The nurse paused at a bed round which stood a screen. A faint odour of disinfectants was in the air.
The injured girl lay motionless. Her face looked ghastly and unfamiliar under the bandaged head. Bettly knelt down and kissed the white lips.
Molly’s eyelids quivered. She tried to moisten her lips.
“Betty!” she whispered painfully.
Dr Alderstone gently put the weeping girl aside.
“Now, Miss Gordon, we can’t allow you to talk, you know,” he admonished in his kind, cheery voice.
The piteous appeal in the dark eyes made him bend down to catch the weak whisper.
“I lied to you and Betty. She loves you. I’m sorry. Forgive.”
Jack turned swiftly to Betty, a joyful light in his eyes.
“My darling,” he whispered. “Say to her — ‘we forgive you’.”
The bewildered Betty sank on her knees by the bed. Her tears fell fast as she whispered.
“Molly, we forgive you.”
“You must leave the patient now,” warned the nurse.
“She told me you were engaged to Manningham, which explained, as I thought, why you didn’t wear my roses. She might have ruined our lives,” the doctor said sternly, as they left the hospital to break the tragic news to the unsuspecting mother.

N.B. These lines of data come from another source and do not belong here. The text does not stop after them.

use crate::cli::OutputFormat;
use crate::commands::Result;
use serde::Serialize;
use skyresolve_core::classifier::PatternInfo;
use skyresolve_core::{AvailabilityReport, ResolvedObject, ResolverConfig, SearchResponse};

mod pretty;

/// Everything a command can print. Serialized untagged so `--output json`
/// yields the payload itself.
#[derive(Debug, Clone, Serialize)]
#[serde(untagged)]
pub enum OutputData {
    Search(SearchResponse),
    Resolved {
        query: String,
        object: Option<ResolvedObject>,
    },
    Availability(AvailabilityReport),
    Patterns(Vec<PatternInfo>),
    Config {
        path: String,
        exists: bool,
        config: ResolverConfig,
    },
}

pub fn format_output(data: &OutputData, format: &OutputFormat) -> Result<()> {
    match format {
        OutputFormat::Json => {
            println!("{}", serde_json::to_string_pretty(data)?);
        }
        OutputFormat::Yaml => {
            println!("{}", serde_yaml::to_string(data)?);
        }
        OutputFormat::Text => {
            format_text_output(data)?;
        }
        OutputFormat::Pretty => {
            print!("{}", pretty::format_pretty(data));
        }
    }
    Ok(())
}

fn optional<T: ToString>(value: &Option<T>) -> String {
    value.as_ref().map(ToString::to_string).unwrap_or_default()
}

fn object_line(object: &ResolvedObject) -> String {
    [
        object.name.clone(),
        object.ra_hms.clone(),
        object.dec_dms.clone(),
        object.object_type.clone(),
        optional(&object.magnitude),
        object.source.to_string(),
    ]
    .join("\t")
}

/// Tab-separated, one record per line. Source errors go to stderr.
fn format_text_output(data: &OutputData) -> Result<()> {
    match data {
        OutputData::Search(response) => {
            for object in &response.results {
                println!("{}", object_line(object));
            }
            for error in &response.errors {
                eprintln!("{}: {}", error.source, error.message);
            }
        }
        OutputData::Resolved { object, .. } => {
            if let Some(object) = object {
                println!("{}", object_line(object));
            }
        }
        OutputData::Availability(report) => {
            for (source, up) in &report.sources {
                println!("{}\t{}", source, if *up { "up" } else { "down" });
            }
            println!("local\tup");
        }
        OutputData::Patterns(patterns) => {
            for pattern in patterns {
                println!(
                    "{}\t{}\t{}\t{}",
                    pattern.kind, pattern.id, pattern.example, pattern.description
                );
            }
        }
        OutputData::Config { config, .. } => {
            print!("{}", serde_yaml::to_string(config)?);
        }
    }
    Ok(())
}
//! Upstream source connectors.
//!
//! Each connector turns a [`Query`] into zero or more [`RawCandidate`]s in
//! its own wire format. Network access goes through [`UpstreamClient`], which
//! holds the family gate and applies the retry policy; decoding lives in a
//! pure `parse` module per source.

pub mod mpc;
pub mod ned;
pub mod sesame;
pub mod simbad;
pub mod vizier;

use crate::config::ResolverConfig;
use crate::error::ResolveError;
use crate::federated::SearchOptions;
use crate::http::{HttpClient, HttpRequest, HttpResponse};
use crate::model::{Query, RawCandidate, Source};
use crate::retry::{RetryExecutor, RetryPolicy};
use async_trait::async_trait;
use std::collections::BTreeMap;
use std::sync::Arc;
use std::time::Duration;
use tokio_util::sync::CancellationToken;
use tracing::debug;

#[async_trait]
pub trait SourceConnector: Send + Sync {
    fn source(&self) -> Source;

    /// Query the upstream. Not found is `Ok(vec![])`.
    async fn search(
        &self,
        query: &Query,
        options: &SearchOptions,
    ) -> Result<Vec<RawCandidate>, ResolveError>;

    /// One cheap request to check the service answers at all.
    async fn probe(&self, timeout: Duration, cancel: &CancellationToken)
        -> Result<(), ResolveError>;
}

/// Decodes one response body into candidates. Never touches the network.
pub trait ParseSource {
    fn parse(&self, body: &str) -> Result<Vec<RawCandidate>, ResolveError>;
}

// ============================================================================
// UpstreamClient
// ============================================================================

/// HTTP access shared by all connectors: gated by family, retried per policy.
#[derive(Clone)]
pub struct UpstreamClient {
    http: Arc<dyn HttpClient>,
    executor: RetryExecutor,
}

impl UpstreamClient {
    pub fn new(http: Arc<dyn HttpClient>, executor: RetryExecutor) -> Self {
        Self { http, executor }
    }

    /// Send a request built fresh for each attempt and return the body of a
    /// successful response.
    pub async fn fetch<F>(
        &self,
        source: Source,
        cancel: &CancellationToken,
        build: F,
    ) -> Result<String, ResolveError>
    where
        F: Fn() -> HttpRequest,
    {
        let response: HttpResponse = self
            .executor
            .run(source.family(), cancel, || {
                let http = Arc::clone(&self.http);
                let request = build();
                async move {
                    debug!(
                        target: "skyresolve.connector",
                        source = source.as_str(),
                        url = %request.url,
                        "Calling upstream"
                    );
                    let response = http.execute(request).await?;
                    debug!(
                        target: "skyresolve.connector",
                        source = source.as_str(),
                        status = response.status,
                        bytes = response.body.len(),
                        "Upstream answered"
                    );
                    response.error_for_status(source.as_str())
                }
            })
            .await?;
        Ok(response.body)
    }

    /// Single attempt used by availability probes. Any completed exchange
    /// below HTTP 500 counts as reachable.
    pub async fn probe(
        &self,
        source: Source,
        request: HttpRequest,
    ) -> Result<(), ResolveError> {
        let cancel = request.cancel.clone();
        let response = self
            .executor
            .run_with_policy(source.family(), &cancel, RetryPolicy::none(), || {
                let http = Arc::clone(&self.http);
                let request = request.clone();
                async move { http.execute(request).await }
            })
            .await?;
        if response.status >= 500 {
            return Err(ResolveError::upstream(
                response.status,
                format!("{} probe returned HTTP {}", source, response.status),
            ));
        }
        Ok(())
    }
}

// ============================================================================
// Registry
// ============================================================================

/// Connectors keyed by source.
#[derive(Default, Clone)]
pub struct ConnectorRegistry {
    connectors: BTreeMap<Source, Arc<dyn SourceConnector>>,
}

impl ConnectorRegistry {
    pub fn new() -> Self {
        Self::default()
    }

    /// The five standard connectors sharing one upstream client.
    pub fn standard(config: &ResolverConfig, upstream: UpstreamClient) -> Self {
        let mut registry = Self::new();
        registry.register(Arc::new(sesame::SesameConnector::new(
            upstream.clone(),
            &config.endpoints.sesame,
        )));
        registry.register(Arc::new(simbad::SimbadConnector::new(
            upstream.clone(),
            &config.endpoints.simbad_tap,
        )));
        registry.register(Arc::new(vizier::VizierConnector::new(
            upstream.clone(),
            &config.endpoints.vizier,
            config.vizier.clone(),
        )));
        registry.register(Arc::new(ned::NedConnector::new(
            upstream.clone(),
            &config.endpoints.ned,
        )));
        registry.register(Arc::new(mpc::MpcConnector::new(
            upstream,
            &config.endpoints.mpc_identifier,
            &config.endpoints.mpc_observations,
        )));
        registry
    }

    /// Replaces any connector already registered for the same source.
    pub fn register(&mut self, connector: Arc<dyn SourceConnector>) {
        self.connectors.insert(connector.source(), connector);
    }

    pub fn get(&self, source: Source) -> Option<&Arc<dyn SourceConnector>> {
        self.connectors.get(&source)
    }

    pub fn iter(&self) -> impl Iterator<Item = (&Source, &Arc<dyn SourceConnector>)> {
        self.connectors.iter()
    }
}

// ============================================================================
// Shared parsing helpers
// ============================================================================

/// Parse a numeric field, treating blanks and placeholders as missing.
pub(crate) fn parse_number(raw: &str) -> Option<f64> {
    let trimmed = raw.trim();
    if trimmed.is_empty() || trimmed == "-" || trimmed.eq_ignore_ascii_case("nan") {
        return None;
    }
    trimmed.parse::<f64>().ok().filter(|v| v.is_finite())
}

/// Leading numeric part of a value like `"3.44g"` or `"12.1 B"`.
pub(crate) fn leading_number(raw: &str) -> Option<f64> {
    let trimmed = raw.trim();
    let end = trimmed
        .char_indices()
        .find(|(i, c)| !(c.is_ascii_digit() || *c == '.' || ((*c == '-' || *c == '+') && *i == 0)))
        .map(|(i, _)| i)
        .unwrap_or(trimmed.len());
    parse_number(&trimmed[..end])
}
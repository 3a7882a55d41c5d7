use crate::cli::Cli;
use crate::commands::{cancel_on_ctrl_c, create_resolver, spinner, CommandError, Result};
use crate::output::{format_output, OutputData};
use skyresolve_core::{SearchOptions, Source};
use std::str::FromStr;
use std::time::Duration;

/// Command-line overrides applied on top of the configured defaults.
#[derive(Debug, Default, Clone, Copy)]
pub struct Overrides<'a> {
    pub sources: Option<&'a str>,
    pub limit: Option<usize>,
    pub timeout_ms: Option<u64>,
    pub radius_deg: Option<f64>,
}

impl Overrides<'_> {
    pub fn apply(&self, mut options: SearchOptions) -> Result<SearchOptions> {
        if let Some(list) = self.sources {
            options = options.with_sources(parse_sources(list)?);
        }
        if let Some(limit) = self.limit {
            options = options.with_limit(limit);
        }
        if let Some(ms) = self.timeout_ms {
            options = options.with_timeout(Duration::from_millis(ms));
        }
        if let Some(radius) = self.radius_deg {
            if !radius.is_finite() || radius <= 0.0 {
                return Err(CommandError::InvalidInput(format!(
                    "--radius must be a positive number of degrees, got {}",
                    radius
                )));
            }
            options = options.with_radius(radius);
        }
        Ok(options)
    }
}

/// Parse a comma-separated source list such as `sesame,simbad`.
pub fn parse_sources(list: &str) -> Result<Vec<Source>> {
    let mut sources = Vec::new();
    for item in list.split(',').map(str::trim).filter(|s| !s.is_empty()) {
        let source = Source::from_str(item).map_err(|_| {
            CommandError::InvalidInput(format!(
                "Unknown source '{}'. Expected one of: sesame, simbad, vizier, ned, mpc",
                item
            ))
        })?;
        if !sources.contains(&source) {
            sources.push(source);
        }
    }
    if sources.is_empty() {
        return Err(CommandError::InvalidInput(
            "--sources needs at least one source".to_string(),
        ));
    }
    Ok(sources)
}

pub async fn run(cli: &Cli, query: &str, overrides: Overrides<'_>) -> Result<()> {
    if query.trim().is_empty() {
        return Err(CommandError::InvalidInput("Query is empty".to_string()));
    }

    let resolver = create_resolver()?;
    let options = overrides.apply(resolver.default_options())?;
    cancel_on_ctrl_c(&options.cancel);

    let progress = spinner(cli, format!("Resolving '{}'...", query));
    let outcome = resolver.search_by_name(query, &options).await;
    progress.finish_and_clear();

    format_output(&OutputData::Search(outcome?), &cli.output)
}

#[cfg(test)]
mod tests {
    use super::*;

    #[test]
    fn test_parse_sources() {
        let sources = parse_sources("SIMBAD, ned,simbad").unwrap();
        assert_eq!(sources, vec![Source::Simbad, Source::Ned]);
        assert!(parse_sources("simbad,hubble").is_err());
        assert!(parse_sources(" , ").is_err());
    }

    #[test]
    fn test_overrides_apply() {
        let overrides = Overrides {
            sources: Some("sesame"),
            limit: Some(0),
            timeout_ms: Some(2500),
            radius_deg: Some(0.25),
        };
        let options = overrides.apply(SearchOptions::default()).unwrap();
        assert_eq!(options.sources, vec![Source::Sesame]);
        assert_eq!(options.limit, 1);
        assert_eq!(options.timeout, Duration::from_millis(2500));
        assert_eq!(options.radius_deg, 0.25);
    }

    #[test]
    fn test_negative_radius_rejected() {
        let overrides = Overrides {
            radius_deg: Some(-1.0),
            ..Default::default()
        };
        assert!(overrides.apply(SearchOptions::default()).is_err());
    }
}
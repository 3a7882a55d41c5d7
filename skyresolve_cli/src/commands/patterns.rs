use crate::cli::Cli;
use crate::commands::Result;
use crate::output::{format_output, OutputData};
use skyresolve_core::QueryClassifier;

pub fn run(cli: &Cli) -> Result<()> {
    let patterns = QueryClassifier::new().list_patterns();
    format_output(&OutputData::Patterns(patterns), &cli.output)
}
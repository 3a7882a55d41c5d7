//! NED VOTable output: `FIELD` descriptors followed by `TR`/`TD` rows.

use crate::connectors::{leading_number, parse_number, ParseSource};
use crate::error::ResolveError;
use crate::model::{RawCandidate, Source};
use crate::object_types;
use quick_xml::events::Event;
use quick_xml::reader::Reader;

const NED_BYNAME_URL: &str = "https://ned.ipac.caltech.edu/byname?objname=";

struct Fields {
    name: usize,
    ra: usize,
    dec: usize,
    otype: Option<usize>,
    redshift: Option<usize>,
    magnitude: Option<usize>,
}

impl Fields {
    fn resolve(names: &[String]) -> Option<Self> {
        let exact = |wanted: &str| names.iter().position(|n| n.eq_ignore_ascii_case(wanted));
        let prefixed = |prefix: &str| {
            names
                .iter()
                .position(|n| n.to_ascii_uppercase().starts_with(prefix))
        };
        Some(Self {
            name: exact("Object Name")?,
            ra: prefixed("RA")?,
            dec: prefixed("DEC")?,
            otype: exact("Type"),
            redshift: exact("Redshift"),
            magnitude: exact("Magnitude and Filter"),
        })
    }

    fn to_candidate(&self, cells: &[String]) -> Option<RawCandidate> {
        let cell = |idx: usize| cells.get(idx).map(|c| c.trim()).filter(|c| !c.is_empty());

        let name = cell(self.name)?;
        let ra = cell(self.ra).and_then(parse_number)?;
        let dec = cell(self.dec).and_then(parse_number)?;
        let (label, category) =
            object_types::lookup(Source::Ned, self.otype.and_then(cell).unwrap_or(""));

        Some(
            RawCandidate::new(Source::Ned, name, ra, dec)
                .with_type(label, category)
                .with_redshift(self.redshift.and_then(cell).and_then(parse_number))
                .with_magnitude(self.magnitude.and_then(cell).and_then(leading_number))
                .with_url(format!("{}{}", NED_BYNAME_URL, urlencoding::encode(name))),
        )
    }
}

#[derive(Debug, Clone, Copy, Default)]
pub struct NedParser;

impl ParseSource for NedParser {
    fn parse(&self, body: &str) -> Result<Vec<RawCandidate>, ResolveError> {
        let mut reader = Reader::from_str(body);
        reader.trim_text(true);

        let mut saw_votable = false;
        let mut field_names: Vec<String> = Vec::new();
        let mut fields: Option<Fields> = None;
        let mut rows: Vec<Vec<String>> = Vec::new();
        let mut row: Option<Vec<String>> = None;
        let mut in_cell = false;
        let mut buffer = Vec::new();

        loop {
            match reader.read_event_into(&mut buffer) {
                Ok(Event::Start(ref e)) => match e.name().as_ref() {
                    b"VOTABLE" => saw_votable = true,
                    b"FIELD" => field_names.push(field_name(e)),
                    b"TR" => row = Some(Vec::new()),
                    b"TD" => {
                        in_cell = true;
                        if let Some(r) = row.as_mut() {
                            r.push(String::new());
                        }
                    }
                    _ => {}
                },
                Ok(Event::Empty(ref e)) => match e.name().as_ref() {
                    b"FIELD" => field_names.push(field_name(e)),
                    b"TD" => {
                        if let Some(r) = row.as_mut() {
                            r.push(String::new());
                        }
                    }
                    _ => {}
                },
                Ok(Event::Text(ref e)) => {
                    if in_cell {
                        let text = e
                            .unescape()
                            .map_err(|err| ResolveError::parse(format!("NED text: {}", err)))?;
                        if let Some(cell) = row.as_mut().and_then(|r| r.last_mut()) {
                            cell.push_str(&text);
                        }
                    }
                }
                Ok(Event::End(ref e)) => match e.name().as_ref() {
                    b"TD" => in_cell = false,
                    b"TR" => rows.extend(row.take()),
                    b"TABLE" => {
                        if fields.is_none() {
                            fields = Fields::resolve(&field_names);
                        }
                    }
                    _ => {}
                },
                Ok(Event::Eof) => break,
                Err(err) => {
                    return Err(ResolveError::parse(format!(
                        "NED VOTable at byte {}: {}",
                        reader.buffer_position(),
                        err
                    )))
                }
                _ => {}
            }
            buffer.clear();
        }

        if !saw_votable {
            return Err(ResolveError::parse("NED response is not a VOTable"));
        }
        // Not-found answers carry an error INFO and no table at all.
        if field_names.is_empty() {
            return Ok(Vec::new());
        }
        let fields = match fields.or_else(|| Fields::resolve(&field_names)) {
            Some(f) => f,
            None => {
                return Err(ResolveError::parse(
                    "NED VOTable lacks name or position fields",
                ))
            }
        };

        Ok(rows.iter().filter_map(|r| fields.to_candidate(r)).collect())
    }
}

fn field_name(e: &quick_xml::events::BytesStart<'_>) -> String {
    e.attributes()
        .filter_map(Result::ok)
        .find(|a| a.key.as_ref() == b"name")
        .map(|a| String::from_utf8_lossy(&a.value).to_string())
        .unwrap_or_default()
}

#[cfg(test)]
mod tests {
    use super::*;
    use crate::object_types::Category;

    const M31: &str = r#"<?xml version="1.0" encoding="UTF-8"?>
<VOTABLE version="v1.1">
<RESOURCE>
<TABLE name="NED_MainTable">
<FIELD name="No." datatype="int"/>
<FIELD name="Object Name" datatype="char" arraysize="30"/>
<FIELD name="RA(deg)" datatype="double" unit="degrees"/>
<FIELD name="DEC(deg)" datatype="double" unit="degrees"/>
<FIELD name="Type" datatype="char"/>
<FIELD name="Velocity" datatype="double"/>
<FIELD name="Redshift" datatype="double"/>
<FIELD name="Redshift Flag" datatype="char"/>
<FIELD name="Magnitude and Filter" datatype="char"/>
<DATA><TABLEDATA>
<TR><TD>1</TD><TD>MESSIER 031</TD><TD>10.68479</TD><TD>41.26906</TD><TD>G</TD><TD>-300</TD><TD>-0.001001</TD><TD/><TD>4.36</TD></TR>
<TR><TD>2</TD><TD>3C 273</TD><TD>187.27792</TD><TD>2.05239</TD><TD>QSO</TD><TD></TD><TD>0.158339</TD><TD></TD><TD>12.9 V</TD></TR>
</TABLEDATA></DATA>
</TABLE>
</RESOURCE>
</VOTABLE>
"#;

    const NOT_FOUND: &str = r#"<?xml version="1.0" encoding="UTF-8"?>
<VOTABLE version="v1.1">
<INFO name="Error" value="The object name you have entered is not currently recognized by NED."/>
</VOTABLE>
"#;

    #[test]
    fn test_parses_rows() {
        let candidates = NedParser.parse(M31).unwrap();
        assert_eq!(candidates.len(), 2);

        let m31 = &candidates[0];
        assert_eq!(m31.name, "MESSIER 031");
        assert_eq!(m31.canonical_id, "MESSIER031");
        assert_eq!(m31.category, Category::Galaxy);
        assert_eq!(m31.redshift, Some(-0.001001));
        assert_eq!(m31.magnitude, Some(4.36));
        assert_eq!(m31.confidence, 0.72);

        let quasar = &candidates[1];
        assert_eq!(quasar.category, Category::Quasar);
        assert_eq!(quasar.magnitude, Some(12.9));
    }

    #[test]
    fn test_not_found_is_empty() {
        assert!(NedParser.parse(NOT_FOUND).unwrap().is_empty());
    }

    #[test]
    fn test_html_is_parse_error() {
        let err = NedParser.parse("<html><body>maintenance</body></html>").unwrap_err();
        assert!(matches!(err, ResolveError::Parse(_)));
    }
}
//! NASA/IPAC Extragalactic Database object search.

mod parse;

pub use parse::NedParser;

use super::{ParseSource, SourceConnector, UpstreamClient};
use crate::error::ResolveError;
use crate::federated::SearchOptions;
use crate::http::HttpRequest;
use crate::model::{Query, RawCandidate, Source};
use async_trait::async_trait;
use std::time::Duration;
use tokio_util::sync::CancellationToken;

pub struct NedConnector {
    upstream: UpstreamClient,
    base_url: String,
}

impl NedConnector {
    pub fn new(upstream: UpstreamClient, base_url: &str) -> Self {
        Self {
            upstream,
            base_url: base_url.to_string(),
        }
    }

    fn by_name_url(&self, name: &str) -> String {
        format!(
            "{}?objname={}&extend=no&of=xml_main&img_stamp=NO",
            self.base_url,
            urlencoding::encode(name.trim())
        )
    }
}

#[async_trait]
impl SourceConnector for NedConnector {
    fn source(&self) -> Source {
        Source::Ned
    }

    async fn search(
        &self,
        query: &Query,
        options: &SearchOptions,
    ) -> Result<Vec<RawCandidate>, ResolveError> {
        let url = self.by_name_url(query.lookup_text());
        let body = self
            .upstream
            .fetch(Source::Ned, &options.cancel, || {
                HttpRequest::get(url.clone(), options.timeout, &options.cancel)
            })
            .await?;
        NedParser.parse(&body)
    }

    async fn probe(&self, timeout: Duration, cancel: &CancellationToken) -> Result<(), ResolveError> {
        let request = HttpRequest::get(self.by_name_url("M1"), timeout, cancel);
        self.upstream.probe(Source::Ned, request).await
    }
}
//! VizieR catalogue cross-match (`asu-tsv` output).

mod parse;

pub use parse::VizierParser;

use super::{ParseSource, SourceConnector, UpstreamClient};
use crate::config::VizierSettings;
use crate::error::ResolveError;
use crate::federated::SearchOptions;
use crate::http::HttpRequest;
use crate::model::{Query, RawCandidate, Source};
use async_trait::async_trait;
use std::time::Duration;
use tokio_util::sync::CancellationToken;

pub struct VizierConnector {
    upstream: UpstreamClient,
    base_url: String,
    settings: VizierSettings,
}

impl VizierConnector {
    pub fn new(upstream: UpstreamClient, base_url: &str, settings: VizierSettings) -> Self {
        Self {
            upstream,
            base_url: base_url.to_string(),
            settings,
        }
    }

    /// Cross-match URL around a target name.
    pub fn crossmatch_url(&self, target: &str, max_rows: u32) -> String {
        let mut url = format!(
            "{}?-c={}&-c.rs={}&-out.max={}&-out.add=_RAJ,_DEJ&-oc.form=d&-sort=_r",
            self.base_url,
            urlencoding::encode(target.trim()),
            self.settings.radius_arcsec,
            max_rows
        );
        for catalog in &self.settings.catalogs {
            url.push_str("&-source=");
            url.push_str(&urlencoding::encode(catalog));
        }
        url
    }
}

#[async_trait]
impl SourceConnector for VizierConnector {
    fn source(&self) -> Source {
        Source::Vizier
    }

    async fn search(
        &self,
        query: &Query,
        options: &SearchOptions,
    ) -> Result<Vec<RawCandidate>, ResolveError> {
        let target = query.lookup_text();
        let url = self.crossmatch_url(target, self.settings.max_rows);
        let body = self
            .upstream
            .fetch(Source::Vizier, &options.cancel, || {
                HttpRequest::get(url.clone(), options.timeout, &options.cancel)
            })
            .await?;
        VizierParser::new(target).parse(&body)
    }

    async fn probe(&self, timeout: Duration, cancel: &CancellationToken) -> Result<(), ResolveError> {
        let request = HttpRequest::get(self.crossmatch_url("M1", 1), timeout, cancel);
        self.upstream.probe(Source::Vizier, request).await
    }
}
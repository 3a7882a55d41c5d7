//! Request and response types for federated resolution.

use crate::config::{ResolverConfig, DEFAULT_LIMIT, DEFAULT_RADIUS_DEG, DEFAULT_TIMEOUT_MS};
use crate::error::ResolveError;
use crate::model::{QueryKind, ResolvedObject, Source};
use serde::{Deserialize, Serialize};
use std::collections::BTreeMap;
use std::time::Duration;
use tokio_util::sync::CancellationToken;

/// Per-search knobs. Cheap to clone; the cancellation token is shared.
#[derive(Debug, Clone)]
pub struct SearchOptions {
    /// Sources allowed to run. Strategies skip anything not listed.
    pub sources: Vec<Source>,
    pub limit: usize,
    /// Per-call timeout.
    pub timeout: Duration,
    pub radius_deg: f64,
    pub cancel: CancellationToken,
}

impl Default for SearchOptions {
    fn default() -> Self {
        Self {
            sources: Source::ALL.to_vec(),
            limit: DEFAULT_LIMIT,
            timeout: Duration::from_millis(DEFAULT_TIMEOUT_MS),
            radius_deg: DEFAULT_RADIUS_DEG,
            cancel: CancellationToken::new(),
        }
    }
}

impl SearchOptions {
    pub fn from_config(config: &ResolverConfig) -> Self {
        Self {
            sources: config.sources.clone(),
            limit: config.limit.max(1),
            timeout: config.timeout(),
            radius_deg: config.radius_deg,
            cancel: CancellationToken::new(),
        }
    }

    pub fn with_sources(mut self, sources: impl IntoIterator<Item = Source>) -> Self {
        self.sources = sources.into_iter().collect();
        self
    }

    /// Values below 1 are raised to 1.
    pub fn with_limit(mut self, limit: usize) -> Self {
        self.limit = limit.max(1);
        self
    }

    pub fn with_timeout(mut self, timeout: Duration) -> Self {
        self.timeout = timeout;
        self
    }

    pub fn with_radius(mut self, radius_deg: f64) -> Self {
        self.radius_deg = radius_deg;
        self
    }

    pub fn with_cancel(mut self, cancel: CancellationToken) -> Self {
        self.cancel = cancel;
        self
    }

    pub fn includes(&self, source: Source) -> bool {
        self.sources.contains(&source)
    }
}

/// Failure class of an isolated source error.
#[derive(Debug, Clone, Copy, PartialEq, Eq, Serialize, Deserialize)]
#[serde(rename_all = "snake_case")]
pub enum SourceErrorKind {
    Network,
    Upstream,
    Parse,
}

/// Error from a source that failed during a search.
#[derive(Debug, Clone, PartialEq, Serialize, Deserialize)]
pub struct SourceError {
    pub source: Source,
    pub kind: SourceErrorKind,
    pub message: String,
}

impl SourceError {
    /// Classify a connector error. Cancellation is not a source failure and
    /// yields `None`.
    pub fn from_error(source: Source, err: &ResolveError) -> Option<Self> {
        let kind = match err {
            ResolveError::Cancelled => return None,
            ResolveError::Network(_) | ResolveError::Io(_) => SourceErrorKind::Network,
            ResolveError::Upstream { .. } => SourceErrorKind::Upstream,
            _ => SourceErrorKind::Parse,
        };
        Some(Self {
            source,
            kind,
            message: err.to_string(),
        })
    }
}

/// Complete result of one search.
#[derive(Debug, Clone, Serialize, Deserialize)]
pub struct SearchResponse {
    /// The query as given
    pub query: String,

    /// How the query was classified
    pub kind: QueryKind,

    pub results: Vec<ResolvedObject>,

    /// Sources that completed successfully, in call order
    pub sources_used: Vec<Source>,

    /// Consolidated objects before truncation to the limit
    pub total_count: usize,

    pub elapsed_ms: u64,

    #[serde(default)]
    pub errors: Vec<SourceError>,
}

impl SearchResponse {
    pub fn has_errors(&self) -> bool {
        !self.errors.is_empty()
    }

    /// Every invoked source failed.
    pub fn all_failed(&self) -> bool {
        self.sources_used.is_empty() && !self.errors.is_empty()
    }

    pub fn first(&self) -> Option<&ResolvedObject> {
        self.results.first()
    }
}

/// Explicit cone search. `radius_deg` overrides the options radius.
#[derive(Debug, Clone, Copy, PartialEq, Serialize, Deserialize)]
pub struct CoordinateSearch {
    pub ra: f64,
    pub dec: f64,
    #[serde(default, skip_serializing_if = "Option::is_none")]
    pub radius_deg: Option<f64>,
}

impl CoordinateSearch {
    pub fn new(ra: f64, dec: f64) -> Self {
        Self {
            ra,
            dec,
            radius_deg: None,
        }
    }

    pub fn with_radius(mut self, radius_deg: f64) -> Self {
        self.radius_deg = Some(radius_deg);
        self
    }
}

/// Reachability of each upstream service.
#[derive(Debug, Clone, PartialEq, Serialize, Deserialize)]
pub struct AvailabilityReport {
    pub sources: BTreeMap<Source, bool>,

    /// Probe failure messages for unavailable sources
    #[serde(default, skip_serializing_if = "BTreeMap::is_empty")]
    pub errors: BTreeMap<Source, String>,

    /// Offline classification and formatting always work.
    pub local: bool,
}

impl AvailabilityReport {
    pub fn is_available(&self, source: Source) -> bool {
        self.sources.get(&source).copied().unwrap_or(false)
    }

    pub fn available_count(&self) -> usize {
        self.sources.values().filter(|up| **up).count()
    }
}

“Forgive and forget, Jack!” pleased Betty.
“Yes, I forgive her. We love one another, sweetheart, and that is all that matters,” he returned fondly.
Betty slipped a warm little hand into his, as she smiled happily through her tears. All her doubts and sorrows had vanished, dispelled by that wondrous healer, love.
Molly Gordon left her home in all the pride of health and youthful beauty. After months of pain and suffering, she returned a helpless invalid. Her domineering nature has gone. Changed and humbled by suffering, she is a marvel to those who knew her ere her life was wrecked.
Six months after the accident Betty became John Alderstone’s happy wife.
On the outbreak of the Great War, Dr Alderstone handed over his practice in Glasgow to a colleague “for the duration of the war”, and is now a surgeon in a London hospital for wounded soldiers.
Betty has no time to be lonely, in her pretty house at Kensington. An important personage by name John Alexander Alderstone, demands all her time and attention.
“Fancy, Jack!” exclaimed Mrs Alderstone one afternoon when her husband was off duty, and enjoying a cup of tea with his pretty wife. “Teddy has got orders for the front, and Marjory and he are having a war wedding!”
“Here’s happiness to them both!” said Jack as he drained his cup. But there’s only one perfect wife in the world, and she’s mine!”
Betty held up the son and heirm as she dimpled adorably.
“Kiss dadda!” she commanded.
The golden-haired baby laughed gleefully, as the doctor drew mother and child into his fond embrace.